This Advent season we are looking at Kindness, Peace, Joy, Hope and Love as ways to make space and create ways to empower change that builds Beloved Community. We’ve seen that Kindness is a way we can create a space and offer understanding. Peace and Joy are linked to Gratitude and Vulnerability which are also ways that we can be open to change in our lives and in our relationships.

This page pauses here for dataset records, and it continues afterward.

//! The cursor driven analyzer.
//!
//! The analyzer owns a cursor into the token slice, the symbol table of the
//! current run and the diagnostics produced so far. Statement handlers are
//! registered per leading token kind and only ever move the cursor forward.

use std::collections::HashMap;

use log::debug;

use crate::lexer::tokens::{Token, TokenKind};

use super::{
    diagnostics::{Diagnostic, DiagnosticKind},
    lookups::{create_stmt_lookups, StmtHandler, StmtLookup},
    symbol_table::SymbolTable,
};

pub struct Analyzer<'a> {
    /// The tokens being analyzed
    tokens: &'a [Token],
    /// Cursor into `tokens`, never moves backwards
    pos: usize,
    symbols: SymbolTable,
    diagnostics: Vec<Diagnostic>,
    /// Statement handlers keyed by the kind of their leading token
    stmt_lookup: StmtLookup,
}

impl<'a> Analyzer<'a> {
    pub fn new(tokens: &'a [Token]) -> Self {
        let mut analyzer = Analyzer {
            tokens,
            pos: 0,
            symbols: SymbolTable::new(),
            diagnostics: vec![],
            stmt_lookup: HashMap::new(),
        };
        create_stmt_lookups(&mut analyzer);

        analyzer
    }

    /// Returns the token under the cursor, if any remain.
    pub fn current_token(&self) -> Option<&'a Token> {
        let tokens: &'a [Token] = self.tokens;
        tokens.get(self.pos)
    }

    pub fn current_token_kind(&self) -> Option<TokenKind> {
        self.current_token().map(|token| token.kind)
    }

    /// Moves past the current token and returns it.
    pub fn advance(&mut self) -> Option<&'a Token> {
        let token = self.current_token()?;
        self.pos += 1;
        Some(token)
    }

    /// Consumes the current token only when it is of `kind`.
    pub fn advance_if(&mut self, kind: TokenKind) -> Option<&'a Token> {
        if self.current_token_kind() == Some(kind) {
            self.advance()
        } else {
            None
        }
    }

    /// Moves the cursor just past the next token of `kind`, or to the end of
    /// the stream when there is none.
    pub fn skip_past(&mut self, kind: TokenKind) {
        while let Some(token) = self.advance() {
            if token.kind == kind {
                break;
            }
        }
    }

    pub fn has_tokens(&self) -> bool {
        self.pos < self.tokens.len()
    }

    pub fn get_position(&self) -> usize {
        self.pos
    }

    pub fn report(&mut self, line: usize, kind: DiagnosticKind) {
        self.diagnostics.push(Diagnostic::new(line, kind));
    }

    pub fn stmt(&mut self, kind: TokenKind, stmt_fn: StmtHandler) {
        self.stmt_lookup.insert(kind, stmt_fn);
    }

    pub fn symbols(&self) -> &SymbolTable {
        &self.symbols
    }

    pub fn symbols_mut(&mut self) -> &mut SymbolTable {
        &mut self.symbols
    }

    pub fn diagnostics(&self) -> &[Diagnostic] {
        &self.diagnostics
    }

    pub fn into_diagnostics(self) -> Vec<Diagnostic> {
        self.diagnostics
    }

    /// Scans the whole token stream.
    pub fn run(&mut self) {
        while let Some(kind) = self.current_token_kind() {
            let start = self.pos;

            match self.stmt_lookup.get(&kind).copied() {
                Some(stmt_fn) => stmt_fn(self),
                None => {
                    self.advance();
                }
            }

            // Every iteration consumes at least one token.
            if self.pos == start {
                self.advance();
            }
        }

        debug!(
            "Analyzed {} tokens: {} diagnostics, {} symbols",
            self.tokens.len(),
            self.diagnostics.len(),
            self.symbols.len()
        );
    }
}

/// Analyzes `tokens` with a fresh symbol table.
pub fn analyze(tokens: &[Token]) -> Vec<Diagnostic> {
    let mut analyzer = Analyzer::new(tokens);
    analyzer.run();

    analyzer.into_diagnostics()
}
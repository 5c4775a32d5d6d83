use std::{
    fs::read_to_string,
    io::{self, BufRead, Read, Write},
    path::PathBuf,
    process::ExitCode,
    time::Instant,
};

use clap::Parser;
use console::Style;
use fern::Dispatch;
use log::{debug, error, Level, LevelFilter};
use minisem::{
    analyzer::analyzer::analyze,
    errors::errors::Error,
    lexer::lexer::tokenize,
    playback::Playback,
    render_error_snippet,
};

#[derive(Parser)]
#[command(version, about = "Semantic analyzer for a tiny typed language", long_about = None)]
struct Cli {
    /// Source file to analyze, standard input when omitted
    file: Option<PathBuf>,

    /// Reveal the results one line at a time, pressing Enter between lines
    #[arg(long, requires = "file")]
    step: bool,

    /// Do not print the source snippet for lexical errors
    #[arg(long)]
    no_source_snippet: bool,

    /// Log stage timings and summaries
    #[arg(long, short, conflicts_with = "quiet")]
    verbose: bool,

    /// Only log warnings and errors
    #[arg(long, short)]
    quiet: bool,
}

fn main() -> ExitCode {
    let cli = Cli::parse();

    let level = if cli.verbose {
        LevelFilter::Debug
    } else if cli.quiet {
        LevelFilter::Warn
    } else {
        LevelFilter::Info
    };

    if let Err(err) = setup_logger(level) {
        eprintln!("Failed to set up logging: {}", err);
    }

    let source = match read_source(&cli.file) {
        Ok(source) => source,
        Err(err) => {
            error!("Failed to read input: {}", err);
            return ExitCode::from(2);
        }
    };

    if cli.step {
        return match step_through(&source) {
            Ok(failed) => exit_code(failed),
            Err(err) => {
                error!("Failed to read from the terminal: {}", err);
                ExitCode::from(2)
            }
        };
    }

    let start = Instant::now();
    let tokens = match tokenize(&source) {
        Ok(tokens) => tokens,
        Err(err) => {
            println!("{}", err);
            if !cli.no_source_snippet {
                display_error(&err, &source);
            }
            return exit_code(true);
        }
    };
    debug!("Tokenized in {:?}", start.elapsed());

    let analyze_start = Instant::now();
    let diagnostics = analyze(&tokens);
    debug!("Analyzed in {:?}", analyze_start.elapsed());

    for diagnostic in &diagnostics {
        println!("{}", diagnostic);
    }

    exit_code(diagnostics.iter().any(|diagnostic| diagnostic.is_error()))
}

fn setup_logger(level: LevelFilter) -> Result<(), log::SetLoggerError> {
    Dispatch::new()
        .format(|out, message, record| {
            let style = match record.level() {
                Level::Error => Style::new().red().bright(),
                Level::Warn => Style::new().yellow().bright(),
                Level::Info => Style::new().green().bright(),
                Level::Debug => Style::new().cyan().bright(),
                Level::Trace => Style::new().magenta().bright(),
            };
            out.finish(format_args!(
                "{} {}",
                style.apply_to(format!("[{:<5}]", record.level())),
                message
            ))
        })
        .level(level)
        .chain(std::io::stderr())
        .apply()
}

fn read_source(file: &Option<PathBuf>) -> io::Result<String> {
    match file {
        Some(path) => read_to_string(path),
        None => {
            let mut source = String::new();
            io::stdin().read_to_string(&mut source)?;
            Ok(source)
        }
    }
}

/// Prints one result per Enter press. Returns whether any failure was shown.
fn step_through(source: &str) -> io::Result<bool> {
    let mut playback = Playback::new(source);
    let stdin = io::stdin();
    let mut input = String::new();

    while let Some(line) = playback.step() {
        let line = line.to_string();

        let total = playback.total().unwrap_or_default();
        print!("[{}/{}] {}", playback.revealed().len(), total, line);

        if !playback.is_finished() {
            io::stdout().flush()?;
            input.clear();
            if stdin.lock().read_line(&mut input)? == 0 {
                println!();
                break;
            }
        } else {
            println!();
        }
    }

    Ok(playback.has_failures())
}

fn exit_code(failed: bool) -> ExitCode {
    if failed {
        ExitCode::FAILURE
    } else {
        ExitCode::SUCCESS
    }
}

fn display_error(error: &Error, source: &str) {
    if let Some(snippet) = render_error_snippet(error, source) {
        eprintln!("{}", snippet);
    }
}
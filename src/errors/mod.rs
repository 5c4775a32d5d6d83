//! Error types and error handling for the analyzer.
//!
//! Semantic problems are never errors here: they are reported as diagnostics
//! and the scan carries on. The only failure that aborts the pipeline is a
//! lexical one, an input character that no token pattern accepts.
//!
//! - Error structures with source position information
//! - Error names and tips for the command line renderer

pub mod errors;
use log::trace;

use crate::lexer::tokens::TokenKind;

use super::{
    analyzer::Analyzer,
    diagnostics::DiagnosticKind,
    expr::parse_expression,
    types::{InferredType, LiteralType},
};

/// `Type Identifier ;`
///
/// A missing identifier or semicolon leaves the statement incomplete without
/// a diagnostic, the scan resumes wherever the cursor ended up.
pub fn parse_declaration_stmt(analyzer: &mut Analyzer) {
    let Some(type_token) = analyzer.advance() else {
        return;
    };
    let Some(declared) = LiteralType::from_keyword(&type_token.value) else {
        return;
    };

    if let Some(name_token) = analyzer.advance_if(TokenKind::Identifier) {
        let name = name_token.value.clone();

        let declaration = analyzer
            .symbols_mut()
            .declare_variable(name.clone(), declared);

        match declaration {
            Ok(()) => {
                trace!("Declared {} as {} on line {}", name, declared, type_token.line);
                analyzer.report(
                    type_token.line,
                    DiagnosticKind::Declared {
                        name,
                        ty: declared,
                    },
                );
            }
            Err(redeclaration) => analyzer.report(type_token.line, redeclaration),
        }
    }

    analyzer.advance_if(TokenKind::Semicolon);
}

/// `Identifier = expr ;`
///
/// An undeclared target skips the whole statement. A declared target without
/// `=` after it is consumed silently.
pub fn parse_identifier_stmt(analyzer: &mut Analyzer) {
    let Some(name_token) = analyzer.current_token() else {
        return;
    };
    let line = name_token.line;
    let name = &name_token.value;

    let Some(expected) = analyzer.symbols().get_variable(name) else {
        analyzer.report(line, DiagnosticKind::UndeclaredVariable { name: name.clone() });
        analyzer.skip_past(TokenKind::Semicolon);
        return;
    };

    analyzer.advance();
    if analyzer.advance_if(TokenKind::Assign).is_none() {
        return;
    }

    let got = parse_expression(analyzer, line);

    if got == InferredType::Known(expected) {
        analyzer.report(line, DiagnosticKind::Assigned { name: name.clone() });
    } else {
        analyzer.report(
            line,
            DiagnosticKind::TypeMismatch {
                name: name.clone(),
                expected,
                got,
            },
        );
    }
}
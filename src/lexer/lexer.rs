use lazy_static::lazy_static;
use log::{debug, trace};
use regex::{Captures, Regex};

use crate::{
    errors::errors::{Error, ErrorImpl},
    Position, Span, MK_DEFAULT_HANDLER, MK_TOKEN,
};

use super::tokens::{Token, TokenKind};

pub type RegexHandler = fn(&mut Lexer, &str) -> Result<(), Error>;

pub struct RegexPattern {
    name: &'static str,
    pattern: &'static str,
    handler: RegexHandler,
}

impl RegexPattern {
    fn new(name: &'static str, pattern: &'static str, handler: RegexHandler) -> Self {
        RegexPattern {
            name,
            pattern,
            handler,
        }
    }
}

lazy_static! {
    /// Token patterns in priority order, the first one matching at the
    /// current position wins.
    static ref PATTERNS: Vec<RegexPattern> = vec![
        RegexPattern::new("Type", r"\b(?:int|float|string)\b", MK_DEFAULT_HANDLER!(TokenKind::Type)),
        RegexPattern::new("Identifier", r"[a-zA-Z_]\w*", MK_DEFAULT_HANDLER!(TokenKind::Identifier)),
        RegexPattern::new("Assign", "=", MK_DEFAULT_HANDLER!(TokenKind::Assign)),
        RegexPattern::new("Number", r"\d+(?:\.\d+)?", MK_DEFAULT_HANDLER!(TokenKind::Number)),
        RegexPattern::new("StringLiteral", "\"[^\"]*\"", MK_DEFAULT_HANDLER!(TokenKind::StringLiteral)),
        RegexPattern::new("Plus", r"\+", MK_DEFAULT_HANDLER!(TokenKind::Plus)),
        RegexPattern::new("Semicolon", ";", MK_DEFAULT_HANDLER!(TokenKind::Semicolon)),
        RegexPattern::new("Skip", "[ \t]+", skip_handler),
        RegexPattern::new("Newline", "\n", newline_handler),
        RegexPattern::new("Mismatch", "(?s).", unrecognised_handler),
    ];

    /// All patterns joined into one alternation of named groups. Alternation
    /// is leftmost-first, so group order is pattern priority.
    static ref TOKEN_REGEX: Regex = Regex::new(
        &PATTERNS
            .iter()
            .map(|pattern| format!("(?P<{}>{})", pattern.name, pattern.pattern))
            .collect::<Vec<_>>()
            .join("|")
    )
    .unwrap();
}

pub struct Lexer<'a> {
    tokens: Vec<Token>,
    source: &'a str,
    pos: usize,
    line: usize,
}

impl<'a> Lexer<'a> {
    pub fn new(source: &'a str) -> Lexer<'a> {
        Lexer {
            tokens: vec![],
            source,
            pos: 0,
            line: 1,
        }
    }

    pub fn advance_n(&mut self, n: usize) {
        self.pos += n;
    }

    pub fn push_token(&mut self, kind: TokenKind, matched: &str) {
        let span = Span {
            start: self.pos,
            end: self.pos + matched.len(),
        };
        let token = MK_TOKEN!(kind, String::from(matched), span, self.line);
        trace!("{}", token);

        self.tokens.push(token);
        self.advance_n(matched.len());
    }

    pub fn remainder(&self) -> &'a str {
        let source: &'a str = self.source;
        &source[self.pos..]
    }

    pub fn at_eof(&self) -> bool {
        self.pos >= self.source.len()
    }

    pub fn get_position(&self) -> Position {
        Position {
            offset: self.pos,
            line: self.line,
        }
    }

    fn unrecognised(&self, token: &str) -> Error {
        Error::new(
            ErrorImpl::UnrecognisedToken {
                token: token.to_string(),
                line: self.line,
            },
            self.get_position(),
        )
    }
}

fn skip_handler(lexer: &mut Lexer, matched: &str) -> Result<(), Error> {
    lexer.advance_n(matched.len());
    Ok(())
}

fn newline_handler(lexer: &mut Lexer, matched: &str) -> Result<(), Error> {
    lexer.line += 1;
    lexer.advance_n(matched.len());
    Ok(())
}

fn unrecognised_handler(lexer: &mut Lexer, matched: &str) -> Result<(), Error> {
    Err(lexer.unrecognised(matched))
}

/// Returns the pattern whose group took part in `captures`.
fn matched_pattern(captures: &Captures) -> Option<&'static RegexPattern> {
    let patterns: &'static Vec<RegexPattern> = &PATTERNS;

    patterns
        .iter()
        .find(|pattern| captures.name(pattern.name).is_some())
}

/// Splits `source` into tokens in a single pass of the combined pattern.
pub fn tokenize(source: &str) -> Result<Vec<Token>, Error> {
    let mut lex = Lexer::new(source);

    for captures in TOKEN_REGEX.captures_iter(source) {
        let Some(found) = captures.get(0) else {
            continue;
        };
        // The catch-all keeps matches contiguous, a gap means a skipped character.
        if found.start() != lex.pos {
            break;
        }

        match matched_pattern(&captures) {
            Some(pattern) => (pattern.handler)(&mut lex, found.as_str())?,
            None => break,
        }
    }

    if !lex.at_eof() {
        let token: String = lex.remainder().chars().take(1).collect();
        return Err(lex.unrecognised(&token));
    }

    debug!("Tokenized {} tokens over {} lines", lex.tokens.len(), lex.line);
    Ok(lex.tokens)
}
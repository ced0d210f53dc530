//! Core data types
//!
//! This module defines the types that flow through the interaction pipeline:
//! per-frame hand observations going in, and click gesture snapshots and
//! interaction states coming out.

use chrono::{DateTime, Utc};
use glam::DVec3;
use serde::{Deserialize, Serialize};
use std::cmp::Ordering;

/// Number of points in a complete hand skeleton
pub const LANDMARK_COUNT: usize = 21;

/// One tracked point on a hand skeleton.
///
/// `x` and `y` are normalized image coordinates in [0, 1] (origin top-left),
/// `z` is a relative depth where more negative means closer to the camera.
#[derive(Debug, Clone, Copy, PartialEq, Default, Serialize, Deserialize)]
pub struct Landmark {
    pub x: f64,
    pub y: f64,
    pub z: f64,
}

impl Landmark {
    pub const fn new(x: f64, y: f64, z: f64) -> Self {
        Self { x, y, z }
    }

    /// Euclidean distance in landmark space
    pub fn distance(&self, other: &Landmark) -> f64 {
        self.as_vec3().distance(other.as_vec3())
    }

    pub fn as_vec3(&self) -> DVec3 {
        DVec3::new(self.x, self.y, self.z)
    }
}

impl From<DVec3> for Landmark {
    fn from(v: DVec3) -> Self {
        Self::new(v.x, v.y, v.z)
    }
}

/// Which hand an observation belongs to
#[derive(Debug, Clone, Copy, PartialEq, Eq, Hash, Serialize, Deserialize)]
pub enum Handedness {
    #[serde(alias = "left", alias = "LEFT")]
    Left,
    #[serde(alias = "right", alias = "RIGHT")]
    Right,
}

impl Handedness {
    pub fn as_str(&self) -> &'static str {
        match self {
            Self::Left => "Left",
            Self::Right => "Right",
        }
    }
}

/// A single hand reported by the landmark detector for one frame
#[derive(Debug, Clone, PartialEq, Serialize, Deserialize)]
pub struct HandObservation {
    /// Skeleton points indexed by the standard 21-point hand topology
    pub landmarks: Vec<Landmark>,
    pub handedness: Handedness,
    /// Detector confidence (0-1)
    pub confidence: f64,
}

impl HandObservation {
    pub fn new(landmarks: Vec<Landmark>, handedness: Handedness, confidence: f64) -> Self {
        Self {
            landmarks,
            handedness,
            confidence,
        }
    }

    /// Whether the skeleton carries all 21 points
    pub fn is_complete(&self) -> bool {
        self.landmarks.len() >= LANDMARK_COUNT
    }
}

/// Optional head/gaze direction reading delivered alongside hand frames
#[derive(Debug, Clone, Copy, PartialEq, Serialize, Deserialize)]
pub struct GazeReading {
    /// Unit direction in camera space
    pub direction: DVec3,
    pub confidence: f64,
}

/// All hands observed in one tracking frame.
///
/// At most one observation per handedness survives construction; when the
/// detector reports two hands with the same label the more confident one wins.
/// Hands are ordered by descending confidence.
#[derive(Debug, Clone, PartialEq, Serialize, Deserialize)]
pub struct HandFrame {
    pub timestamp: DateTime<Utc>,
    pub hands: Vec<HandObservation>,
    #[serde(default, skip_serializing_if = "Option::is_none")]
    pub gaze: Option<GazeReading>,
}

impl HandFrame {
    /// Build a frame, deduplicating observations by handedness
    pub fn new(timestamp: DateTime<Utc>, observations: Vec<HandObservation>) -> Self {
        let mut sorted = observations;
        sorted.sort_by(|a, b| {
            b.confidence
                .partial_cmp(&a.confidence)
                .unwrap_or(Ordering::Equal)
        });

        let mut hands: Vec<HandObservation> = Vec::with_capacity(2);
        for hand in sorted {
            if hands.iter().all(|h| h.handedness != hand.handedness) {
                hands.push(hand);
            }
        }

        Self {
            timestamp,
            hands,
            gaze: None,
        }
    }

    /// A frame with no hands detected
    pub fn empty(timestamp: DateTime<Utc>) -> Self {
        Self {
            timestamp,
            hands: Vec::new(),
            gaze: None,
        }
    }

    pub fn with_gaze(mut self, gaze: Option<GazeReading>) -> Self {
        self.gaze = gaze;
        self
    }

    pub fn hand(&self, handedness: Handedness) -> Option<&HandObservation> {
        self.hands.iter().find(|h| h.handedness == handedness)
    }
}

/// Which raw gesture triggers a click
#[derive(Debug, Clone, Copy, PartialEq, Eq, Default, Serialize, Deserialize)]
#[serde(rename_all = "snake_case")]
pub enum ClickMode {
    #[default]
    Pinch,
    Fist,
    Both,
}

impl ClickMode {
    pub fn as_str(&self) -> &'static str {
        match self {
            Self::Pinch => "pinch",
            Self::Fist => "fist",
            Self::Both => "both",
        }
    }

    pub fn parse(s: &str) -> Option<Self> {
        match s {
            "pinch" => Some(Self::Pinch),
            "fist" => Some(Self::Fist),
            "both" => Some(Self::Both),
            _ => None,
        }
    }

    /// Whether pinch contributes to the raw click signal
    pub fn uses_pinch(&self) -> bool {
        matches!(self, Self::Pinch | Self::Both)
    }

    /// Whether fist contributes to the raw click signal
    pub fn uses_fist(&self) -> bool {
        matches!(self, Self::Fist | Self::Both)
    }
}

/// A finger whose tip can take part in the pinch gesture
#[derive(Debug, Clone, Copy, PartialEq, Eq, Hash, Serialize, Deserialize)]
#[serde(rename_all = "snake_case")]
pub enum FingerType {
    Thumb,
    Index,
    Middle,
    Ring,
    Pinky,
}

impl FingerType {
    pub const ALL: [FingerType; 5] = [
        Self::Thumb,
        Self::Index,
        Self::Middle,
        Self::Ring,
        Self::Pinky,
    ];

    /// Landmark index of this finger's tip
    pub fn tip_index(&self) -> usize {
        match self {
            Self::Thumb => 4,
            Self::Index => 8,
            Self::Middle => 12,
            Self::Ring => 16,
            Self::Pinky => 20,
        }
    }

    pub fn as_str(&self) -> &'static str {
        match self {
            Self::Thumb => "thumb",
            Self::Index => "index",
            Self::Middle => "middle",
            Self::Ring => "ring",
            Self::Pinky => "pinky",
        }
    }
}

/// The two finger tips that define the pinch gesture
#[derive(Debug, Clone, Copy, PartialEq, Eq, Serialize, Deserialize)]
pub struct FingerSettings {
    /// Pointer finger
    pub primary: FingerType,
    /// Finger that closes onto the pointer finger
    pub secondary: FingerType,
}

impl Default for FingerSettings {
    fn default() -> Self {
        Self {
            primary: FingerType::Index,
            secondary: FingerType::Thumb,
        }
    }
}

/// Which hand should drive the pointer when two hands are visible
#[derive(Debug, Clone, Copy, PartialEq, Eq, Default, Serialize, Deserialize)]
#[serde(rename_all = "snake_case")]
pub enum PrimaryHandPreference {
    Left,
    Right,
    #[default]
    Auto,
}

impl PrimaryHandPreference {
    pub fn as_str(&self) -> &'static str {
        match self {
            Self::Left => "left",
            Self::Right => "right",
            Self::Auto => "auto",
        }
    }

    pub fn parse(s: &str) -> Option<Self> {
        match s {
            "left" => Some(Self::Left),
            "right" => Some(Self::Right),
            "auto" => Some(Self::Auto),
            _ => None,
        }
    }
}

/// Maximum number of hands the tracker is configured to report
#[derive(Debug, Clone, Copy, PartialEq, Eq, Default, Serialize, Deserialize)]
#[serde(try_from = "u8", into = "u8")]
pub enum HandCount {
    #[default]
    One,
    Two,
}

impl HandCount {
    pub fn as_u8(&self) -> u8 {
        match self {
            Self::One => 1,
            Self::Two => 2,
        }
    }
}

impl TryFrom<u8> for HandCount {
    type Error = String;

    fn try_from(value: u8) -> Result<Self, Self::Error> {
        match value {
            1 => Ok(Self::One),
            2 => Ok(Self::Two),
            other => Err(format!("unsupported hand count {other}")),
        }
    }
}

impl From<HandCount> for u8 {
    fn from(count: HandCount) -> Self {
        count.as_u8()
    }
}

/// Click gesture snapshot produced by the engine every frame
#[derive(Debug, Clone, Copy, PartialEq, Serialize, Deserialize)]
pub struct ClickGesture {
    /// Debounced click signal
    pub is_clicking: bool,
    /// Mirrored screen position (x, y in [0, 1]) plus derived depth in z
    pub click_position: DVec3,
    /// Smoothed click strength (0-1)
    pub click_strength: f64,
    pub click_mode: ClickMode,
    /// Normalized hand depth (0 = far, 1 = near)
    pub hand_depth: f64,
    /// Hand expansion relative to the reference span
    pub hand_scale: f64,
}

impl ClickGesture {
    /// Neutral output used when no pointer hand is available
    pub fn idle(click_mode: ClickMode) -> Self {
        Self {
            is_clicking: false,
            click_position: DVec3::new(0.5, 0.5, 0.0),
            click_strength: 0.0,
            click_mode,
            hand_depth: 0.5,
            hand_scale: 1.0,
        }
    }
}

/// State of the hover/grab state machine
#[derive(Debug, Clone, Copy, PartialEq, Eq, Default, Serialize, Deserialize)]
#[serde(rename_all = "SCREAMING_SNAKE_CASE")]
pub enum InteractionState {
    #[default]
    Idle,
    Hover,
    Grabbing,
    Release,
}

impl InteractionState {
    pub fn as_str(&self) -> &'static str {
        match self {
            Self::Idle => "IDLE",
            Self::Hover => "HOVER",
            Self::Grabbing => "GRABBING",
            Self::Release => "RELEASE",
        }
    }
}
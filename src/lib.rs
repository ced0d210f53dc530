//! handgrab - gesture interpretation core for hand-tracked 3D manipulation
//!
//! handgrab turns a noisy per-frame stream of hand landmarks into stable click
//! and grab events: geometric classification → hand-role resolution →
//! debounced click engine → hover/grab/release against a scene.
//!
//! ## Modules
//!
//! - **Frame driver**: classify landmark frames into a [`ClickGesture`]
//! - **Render driver**: hover, grab and release objects through the
//!   [`scene::InteractionScene`] interface, including physics bodies

pub mod calibration;
pub mod classifier;
pub mod click;
pub mod error;
pub mod gaze;
pub mod grab;
pub mod pipeline;
pub mod roles;
pub mod scene;
pub mod schema;
pub mod settings;
pub mod smoothing;
pub mod types;

pub use calibration::{CalibrationSession, ClickCalibration};
pub use click::{ClickGestureEngine, EngineConfig};
pub use error::InteractionError;
pub use grab::{GrabConfig, GrabController};
pub use pipeline::{replay_ndjson, InteractionProcessor};
pub use settings::{JsonFileStore, MemoryStore, Settings, SettingsStore};
pub use types::{
    ClickGesture, ClickMode, FingerSettings, FingerType, HandCount, HandFrame, HandObservation,
    Handedness, InteractionState, Landmark, PrimaryHandPreference,
};

// Schema exports
pub use schema::{FrameAdapter, RawFrame, FRAME_SCHEMA_VERSION};

/// handgrab version
pub const VERSION: &str = env!("CARGO_PKG_VERSION");
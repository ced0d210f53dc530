//! Optional gaze ray channel
//!
//! A secondary input alongside the hands. Disabled unless configured; when on,
//! confident readings become world-space rays from the camera.

use crate::scene::{Camera, Ray};
use crate::types::GazeReading;
use glam::DVec3;
use serde::{Deserialize, Serialize};
use tracing::trace;

#[derive(Debug, Clone, Copy, PartialEq, Serialize, Deserialize)]
pub struct GazeConfig {
    pub enabled: bool,
    /// Readings below this confidence produce no ray
    pub min_confidence: f64,
    /// Length of the emitted ray segment
    pub max_length: f64,
}

impl Default for GazeConfig {
    fn default() -> Self {
        Self {
            enabled: false,
            min_confidence: 0.5,
            max_length: 10.0,
        }
    }
}

/// World-space gaze segment
#[derive(Debug, Clone, Copy, PartialEq, Serialize, Deserialize)]
pub struct GazeRay {
    pub ray: Ray,
    pub length: f64,
    pub confidence: f64,
}

impl GazeRay {
    pub fn end(&self) -> DVec3 {
        self.ray.at(self.length)
    }
}

#[derive(Debug, Clone, Copy, Default)]
pub struct GazeTracker {
    config: GazeConfig,
    last: Option<GazeRay>,
}

impl GazeTracker {
    pub fn new(config: GazeConfig) -> Self {
        Self { config, last: None }
    }

    pub fn config(&self) -> &GazeConfig {
        &self.config
    }

    pub fn set_enabled(&mut self, enabled: bool) {
        self.config.enabled = enabled;
        if !enabled {
            self.last = None;
        }
    }

    /// Most recent ray, cleared whenever a reading is missing or weak
    pub fn last(&self) -> Option<GazeRay> {
        self.last
    }

    pub fn reset(&mut self) {
        self.last = None;
    }

    pub fn update(&mut self, reading: Option<&GazeReading>, camera: &dyn Camera) -> Option<GazeRay> {
        self.last = if self.config.enabled {
            reading.and_then(|r| gaze_ray(r, camera, &self.config))
        } else {
            None
        };
        self.last
    }
}

/// Build the gaze ray for one reading
pub fn gaze_ray(reading: &GazeReading, camera: &dyn Camera, config: &GazeConfig) -> Option<GazeRay> {
    if reading.confidence < config.min_confidence {
        trace!(confidence = reading.confidence, "gaze reading below threshold");
        return None;
    }
    let direction = camera.to_world_direction(reading.direction);
    if direction == DVec3::ZERO {
        return None;
    }
    Some(GazeRay {
        ray: Ray::new(camera.position(), direction),
        length: config.max_length,
        confidence: reading.confidence,
    })
}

This week, we consider Hope as the core of how God relates
to us. Walter Bruggemann says, “hope is the conviction, against a great deal
of data, that God is tenacious and persistent in overcoming the deathliness of
the world, that God intends joy and peace. Christians find compelling
evidence, in the story of Jesus, that Jesus, with great persistence and great
vulnerability, everywhere he went, turned the enmity of society toward a new
possibility, turned the sadness of the world toward joy, introduced a new
regime where the dead are raised, the lost are found, and the displaced are
brought home again.”
Richard Rohr adds, “’Come, Lord Jesus’ is a leap into the
kind of freedom and surrender that is rightly called the virtue of hope. Hope
is the patient and trustful willingness to live without full closure, without
resolution, and still be content and even happy because our satisfaction is now
at another level, and our Source is beyond ourselves.”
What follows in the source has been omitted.